* [Data records]
**********

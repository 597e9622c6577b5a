//! # zipline-core - Core Domain Types
//!
//! Foundation crate for zipline. Provides session domain types, server event
//! definitions, error handling, and the logging bootstrap.
//!
//! This crate has **zero internal dependencies** -- it only depends on
//! external crates (serde, chrono, thiserror, tracing).
//!
//! ## Public API
//!
//! ### Domain Types (`types`)
//! - [`SessionPhase`] - Session lifecycle phase (Idle, Uploading, Processing, ...)
//! - [`SessionId`] - Opaque server-assigned session identifier
//! - [`ConsoleEntry`] - A single console line with severity and timestamp
//! - [`Severity`] - Console line severity (Info, Success, Warning, Error, Default)
//!
//! ### Events (`events`)
//! - [`ServerEvent`] - Parsed push events from the processing service
//!
//! ### Results (`results`)
//! - [`CompletionPayload`] - Final run output (file tree + metric report)
//! - [`FileNode`], [`ReportEntry`], [`Classification`]
//!
//! ### Error Handling (`error`)
//! - [`Error`] - Custom error enum with `fatal` vs `recoverable` classification
//! - [`Result`] - Type alias for `std::result::Result<T, Error>`

pub mod error;
pub mod events;
pub mod logging;
pub mod markup;
pub mod results;
pub mod types;

/// Prelude for common imports used throughout all zipline crates
pub mod prelude {
    pub use super::error::{Error, Result};
    pub use tracing::{debug, error, info, trace, warn};
}

// Re-export commonly used types at crate root for convenience
pub use error::{Error, Result};
pub use events::{AnalysisComplete, CreditsUpdated, FatalError, ServerEvent, StatusUpdate};
pub use markup::strip_markup_tags;
pub use results::{Classification, CompletionPayload, FileKind, FileNode, ReportEntry};
pub use types::{ConsoleEntry, SessionId, SessionPhase, Severity};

**********

* [Exercise objective] Every record above should be written out exactly.

* [Your solution]
repository 597e9622c6577b5a
//! # zipline-core - Core Domain Types
//!
//! Foundation crate for zipline. Provides session domain types, server event
//! definitions, error handling, and the logging bootstrap.
//!
//! This crate has **zero internal dependencies** -- it only depends on
//! external crates (serde, chrono, thiserror, tracing).
//!
//! ## Public API
//!
//! ### Domain Types (`types`)
//! - [`SessionPhase`] - Session lifecycle phase (Idle, Uploading, Processing, ...)
//! - [`SessionId`] - Opaque server-assigned session identifier
//! - [`ConsoleEntry`] - A single console line with severity and timestamp
//! - [`Severity`] - Console line severity (Info, Success, Warning, Error, Default)
//!
//! ### Events (`events`)
//! - [`ServerEvent`] - Parsed push events from the processing service
//!
//! ### Results (`results`)
//! - [`CompletionPayload`] - Final run output (file tree + metric report)
//! - [`FileNode`], [`ReportEntry`], [`Classification`]
//!
//! ### Error Handling (`error`)
//! - [`Error`] - Custom error enum with `fatal` vs `recoverable` classification
//! - [`Result`] - Type alias for `std::result::Result<T, Error>`

pub mod error;
pub mod events;
pub mod logging;
pub mod markup;
pub mod results;
pub mod types;

/// Prelude for common imports used throughout all zipline crates
pub mod prelude {
    pub use super::error::{Error, Result};
    pub use tracing::{debug, error, info, trace, warn};
}

// Re-export commonly used types at crate root for convenience
pub use error::{Error, Result};
pub use events::{AnalysisComplete, CreditsUpdated, FatalError, ServerEvent, StatusUpdate};
pub use markup::strip_markup_tags;
pub use results::{Classification, CompletionPayload, FileKind, FileNode, ReportEntry};
pub use types::{ConsoleEntry, SessionId, SessionPhase, Severity};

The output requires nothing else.